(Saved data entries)
--*--

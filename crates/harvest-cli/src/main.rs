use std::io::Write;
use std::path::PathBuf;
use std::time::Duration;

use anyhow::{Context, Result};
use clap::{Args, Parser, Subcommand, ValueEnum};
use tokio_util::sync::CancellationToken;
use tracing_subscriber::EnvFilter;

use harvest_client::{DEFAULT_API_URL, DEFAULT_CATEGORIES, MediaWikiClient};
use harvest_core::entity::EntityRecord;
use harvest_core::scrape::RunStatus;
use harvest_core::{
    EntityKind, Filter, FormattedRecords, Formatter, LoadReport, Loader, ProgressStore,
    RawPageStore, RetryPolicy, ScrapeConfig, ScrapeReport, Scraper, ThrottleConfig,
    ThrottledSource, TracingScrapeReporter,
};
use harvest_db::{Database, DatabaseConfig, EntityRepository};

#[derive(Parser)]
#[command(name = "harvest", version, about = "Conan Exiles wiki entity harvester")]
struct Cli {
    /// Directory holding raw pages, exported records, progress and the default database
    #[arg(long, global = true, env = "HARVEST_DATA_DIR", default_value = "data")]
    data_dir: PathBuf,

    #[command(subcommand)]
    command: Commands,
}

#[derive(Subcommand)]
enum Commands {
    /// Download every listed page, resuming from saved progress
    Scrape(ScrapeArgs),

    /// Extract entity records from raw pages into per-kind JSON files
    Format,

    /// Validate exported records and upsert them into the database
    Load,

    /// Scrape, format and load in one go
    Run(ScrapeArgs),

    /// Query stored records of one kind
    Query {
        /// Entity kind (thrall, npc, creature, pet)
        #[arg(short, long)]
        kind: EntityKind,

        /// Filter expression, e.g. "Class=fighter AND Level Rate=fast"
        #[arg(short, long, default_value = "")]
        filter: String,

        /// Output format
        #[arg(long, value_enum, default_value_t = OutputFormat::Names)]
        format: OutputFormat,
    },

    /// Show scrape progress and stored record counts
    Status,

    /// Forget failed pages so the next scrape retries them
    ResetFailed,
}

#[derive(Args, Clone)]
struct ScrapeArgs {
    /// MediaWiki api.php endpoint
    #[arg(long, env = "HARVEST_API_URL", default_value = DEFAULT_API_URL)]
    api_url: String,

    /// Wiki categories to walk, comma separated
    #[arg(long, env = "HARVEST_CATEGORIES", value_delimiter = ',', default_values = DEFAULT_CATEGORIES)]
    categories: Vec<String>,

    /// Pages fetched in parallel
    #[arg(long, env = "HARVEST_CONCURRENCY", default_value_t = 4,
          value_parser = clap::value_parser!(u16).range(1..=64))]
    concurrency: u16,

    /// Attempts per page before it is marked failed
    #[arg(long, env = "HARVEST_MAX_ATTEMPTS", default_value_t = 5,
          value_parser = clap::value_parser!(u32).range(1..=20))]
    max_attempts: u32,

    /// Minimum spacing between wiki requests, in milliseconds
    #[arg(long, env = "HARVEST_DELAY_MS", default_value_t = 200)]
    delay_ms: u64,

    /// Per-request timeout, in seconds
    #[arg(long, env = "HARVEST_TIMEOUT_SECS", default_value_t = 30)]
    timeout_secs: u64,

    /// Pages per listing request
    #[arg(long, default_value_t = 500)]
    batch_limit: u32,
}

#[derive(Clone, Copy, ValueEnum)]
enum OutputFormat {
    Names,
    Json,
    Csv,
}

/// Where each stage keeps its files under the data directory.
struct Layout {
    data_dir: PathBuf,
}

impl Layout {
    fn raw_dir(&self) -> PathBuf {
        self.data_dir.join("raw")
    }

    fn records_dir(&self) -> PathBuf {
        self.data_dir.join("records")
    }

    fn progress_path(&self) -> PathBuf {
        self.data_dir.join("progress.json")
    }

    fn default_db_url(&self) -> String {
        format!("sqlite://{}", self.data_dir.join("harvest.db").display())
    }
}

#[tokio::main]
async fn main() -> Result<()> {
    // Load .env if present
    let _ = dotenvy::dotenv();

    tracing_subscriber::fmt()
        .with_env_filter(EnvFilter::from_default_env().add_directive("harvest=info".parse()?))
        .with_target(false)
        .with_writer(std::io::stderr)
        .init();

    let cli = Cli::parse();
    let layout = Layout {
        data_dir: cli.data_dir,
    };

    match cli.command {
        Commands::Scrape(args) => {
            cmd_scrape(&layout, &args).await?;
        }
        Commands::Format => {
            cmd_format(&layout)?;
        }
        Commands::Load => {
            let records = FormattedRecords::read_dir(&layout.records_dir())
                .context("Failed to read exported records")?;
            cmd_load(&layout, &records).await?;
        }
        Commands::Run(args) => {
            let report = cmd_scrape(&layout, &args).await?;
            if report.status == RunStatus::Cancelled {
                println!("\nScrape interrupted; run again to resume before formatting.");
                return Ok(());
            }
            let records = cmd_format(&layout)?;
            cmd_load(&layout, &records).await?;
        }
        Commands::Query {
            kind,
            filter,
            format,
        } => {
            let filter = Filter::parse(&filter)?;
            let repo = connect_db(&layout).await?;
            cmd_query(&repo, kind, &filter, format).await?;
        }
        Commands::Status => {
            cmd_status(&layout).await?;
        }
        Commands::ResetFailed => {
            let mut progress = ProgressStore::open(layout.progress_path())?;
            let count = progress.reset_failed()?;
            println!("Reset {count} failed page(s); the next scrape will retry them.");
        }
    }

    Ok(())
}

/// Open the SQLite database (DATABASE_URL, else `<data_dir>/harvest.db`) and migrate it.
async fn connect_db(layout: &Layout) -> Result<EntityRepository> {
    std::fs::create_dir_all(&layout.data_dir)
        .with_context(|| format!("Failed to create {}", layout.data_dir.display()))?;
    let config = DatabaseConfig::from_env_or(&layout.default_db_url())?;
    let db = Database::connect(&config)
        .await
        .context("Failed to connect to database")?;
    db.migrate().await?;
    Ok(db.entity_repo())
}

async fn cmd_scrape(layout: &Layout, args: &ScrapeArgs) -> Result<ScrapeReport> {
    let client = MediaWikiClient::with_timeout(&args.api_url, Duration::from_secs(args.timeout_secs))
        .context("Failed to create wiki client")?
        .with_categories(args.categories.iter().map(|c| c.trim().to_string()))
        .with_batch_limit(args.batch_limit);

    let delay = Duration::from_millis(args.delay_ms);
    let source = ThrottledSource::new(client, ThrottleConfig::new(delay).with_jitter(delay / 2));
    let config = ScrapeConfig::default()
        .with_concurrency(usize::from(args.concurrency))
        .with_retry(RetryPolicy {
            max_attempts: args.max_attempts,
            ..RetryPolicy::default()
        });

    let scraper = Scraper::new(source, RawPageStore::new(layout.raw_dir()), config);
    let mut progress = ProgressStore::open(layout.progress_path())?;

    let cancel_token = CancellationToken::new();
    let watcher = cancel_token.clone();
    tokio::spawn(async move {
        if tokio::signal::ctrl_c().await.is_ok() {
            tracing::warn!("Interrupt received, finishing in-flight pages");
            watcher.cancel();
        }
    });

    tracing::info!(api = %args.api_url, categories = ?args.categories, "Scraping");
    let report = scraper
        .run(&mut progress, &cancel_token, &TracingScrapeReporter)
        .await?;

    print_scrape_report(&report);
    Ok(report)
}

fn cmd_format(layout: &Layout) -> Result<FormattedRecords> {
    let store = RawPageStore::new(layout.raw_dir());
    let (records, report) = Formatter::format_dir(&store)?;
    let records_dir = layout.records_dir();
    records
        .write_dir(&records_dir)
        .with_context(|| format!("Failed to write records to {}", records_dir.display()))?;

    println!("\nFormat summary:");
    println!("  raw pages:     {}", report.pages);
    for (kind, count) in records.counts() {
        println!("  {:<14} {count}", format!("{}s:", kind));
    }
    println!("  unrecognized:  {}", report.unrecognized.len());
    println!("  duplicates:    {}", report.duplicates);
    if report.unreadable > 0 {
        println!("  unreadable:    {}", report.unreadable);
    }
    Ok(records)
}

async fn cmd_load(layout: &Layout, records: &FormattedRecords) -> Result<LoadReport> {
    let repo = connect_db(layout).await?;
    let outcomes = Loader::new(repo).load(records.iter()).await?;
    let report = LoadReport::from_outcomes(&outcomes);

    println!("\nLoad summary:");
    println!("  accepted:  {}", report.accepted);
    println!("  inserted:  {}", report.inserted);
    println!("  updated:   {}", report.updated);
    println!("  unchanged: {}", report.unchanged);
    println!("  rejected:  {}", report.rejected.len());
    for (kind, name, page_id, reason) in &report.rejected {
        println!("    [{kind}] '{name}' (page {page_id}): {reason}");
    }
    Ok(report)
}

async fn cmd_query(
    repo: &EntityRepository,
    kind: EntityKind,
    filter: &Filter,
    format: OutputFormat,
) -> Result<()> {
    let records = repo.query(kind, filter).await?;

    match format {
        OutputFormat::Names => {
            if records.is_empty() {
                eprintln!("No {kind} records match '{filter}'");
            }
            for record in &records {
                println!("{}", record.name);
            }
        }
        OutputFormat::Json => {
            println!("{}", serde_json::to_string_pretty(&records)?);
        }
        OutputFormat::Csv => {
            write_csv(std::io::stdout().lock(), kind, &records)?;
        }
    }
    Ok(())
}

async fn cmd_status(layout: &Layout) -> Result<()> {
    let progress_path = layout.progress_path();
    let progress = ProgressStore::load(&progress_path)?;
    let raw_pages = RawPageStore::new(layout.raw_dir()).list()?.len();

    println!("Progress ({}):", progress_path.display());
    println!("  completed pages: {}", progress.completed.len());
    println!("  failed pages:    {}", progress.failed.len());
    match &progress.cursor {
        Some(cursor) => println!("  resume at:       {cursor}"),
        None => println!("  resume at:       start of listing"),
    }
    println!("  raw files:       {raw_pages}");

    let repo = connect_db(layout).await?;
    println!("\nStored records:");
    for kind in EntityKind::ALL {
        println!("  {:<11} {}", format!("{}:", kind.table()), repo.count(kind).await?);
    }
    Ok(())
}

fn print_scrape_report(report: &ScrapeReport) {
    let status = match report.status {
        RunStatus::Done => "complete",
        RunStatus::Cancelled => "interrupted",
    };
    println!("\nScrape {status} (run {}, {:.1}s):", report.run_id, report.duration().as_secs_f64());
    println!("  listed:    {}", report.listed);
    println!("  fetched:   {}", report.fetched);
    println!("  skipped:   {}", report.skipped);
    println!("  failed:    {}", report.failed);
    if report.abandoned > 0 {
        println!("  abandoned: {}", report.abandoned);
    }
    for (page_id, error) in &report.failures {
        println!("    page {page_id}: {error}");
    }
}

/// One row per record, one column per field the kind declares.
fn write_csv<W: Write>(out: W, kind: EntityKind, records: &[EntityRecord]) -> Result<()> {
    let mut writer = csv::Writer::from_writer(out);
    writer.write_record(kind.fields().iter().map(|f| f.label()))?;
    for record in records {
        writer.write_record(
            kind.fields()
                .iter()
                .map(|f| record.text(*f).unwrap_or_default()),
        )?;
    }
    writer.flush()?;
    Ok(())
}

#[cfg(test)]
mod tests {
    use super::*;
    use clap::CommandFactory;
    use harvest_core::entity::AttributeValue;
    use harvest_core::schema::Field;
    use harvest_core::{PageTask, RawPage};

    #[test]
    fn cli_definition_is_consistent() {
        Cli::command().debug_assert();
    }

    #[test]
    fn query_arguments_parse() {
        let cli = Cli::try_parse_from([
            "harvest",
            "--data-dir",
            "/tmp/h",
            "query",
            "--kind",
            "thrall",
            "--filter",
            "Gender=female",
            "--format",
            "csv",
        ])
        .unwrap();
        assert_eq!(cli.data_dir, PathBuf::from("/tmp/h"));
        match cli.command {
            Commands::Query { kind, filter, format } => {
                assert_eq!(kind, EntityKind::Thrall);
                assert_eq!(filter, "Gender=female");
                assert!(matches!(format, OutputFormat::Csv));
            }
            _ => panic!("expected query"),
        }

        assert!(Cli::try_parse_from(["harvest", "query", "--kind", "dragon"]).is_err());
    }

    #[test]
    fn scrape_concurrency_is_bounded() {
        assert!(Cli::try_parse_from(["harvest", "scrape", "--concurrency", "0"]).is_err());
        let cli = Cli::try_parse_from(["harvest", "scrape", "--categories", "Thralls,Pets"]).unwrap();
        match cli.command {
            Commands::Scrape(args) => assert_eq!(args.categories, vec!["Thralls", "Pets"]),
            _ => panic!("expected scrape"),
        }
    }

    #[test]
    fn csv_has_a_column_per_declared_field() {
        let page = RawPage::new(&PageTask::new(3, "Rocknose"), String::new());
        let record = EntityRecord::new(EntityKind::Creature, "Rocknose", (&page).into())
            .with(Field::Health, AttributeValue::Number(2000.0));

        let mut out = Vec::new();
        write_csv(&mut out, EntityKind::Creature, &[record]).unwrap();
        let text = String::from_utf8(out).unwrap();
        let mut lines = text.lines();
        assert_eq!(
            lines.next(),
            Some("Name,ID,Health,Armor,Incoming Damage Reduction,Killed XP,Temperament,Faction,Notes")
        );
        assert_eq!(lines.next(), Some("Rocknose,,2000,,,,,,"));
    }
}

--*--

## ASSIGNED TASK:
Return every line from the records above that holds the word "Loader".

## TASK OUTPUT:
    EntityKind, Filter, FormattedRecords, Formatter, LoadReport, Loader, ProgressStore,
    let outcomes = Loader::new(repo).load(records.iter()).await?;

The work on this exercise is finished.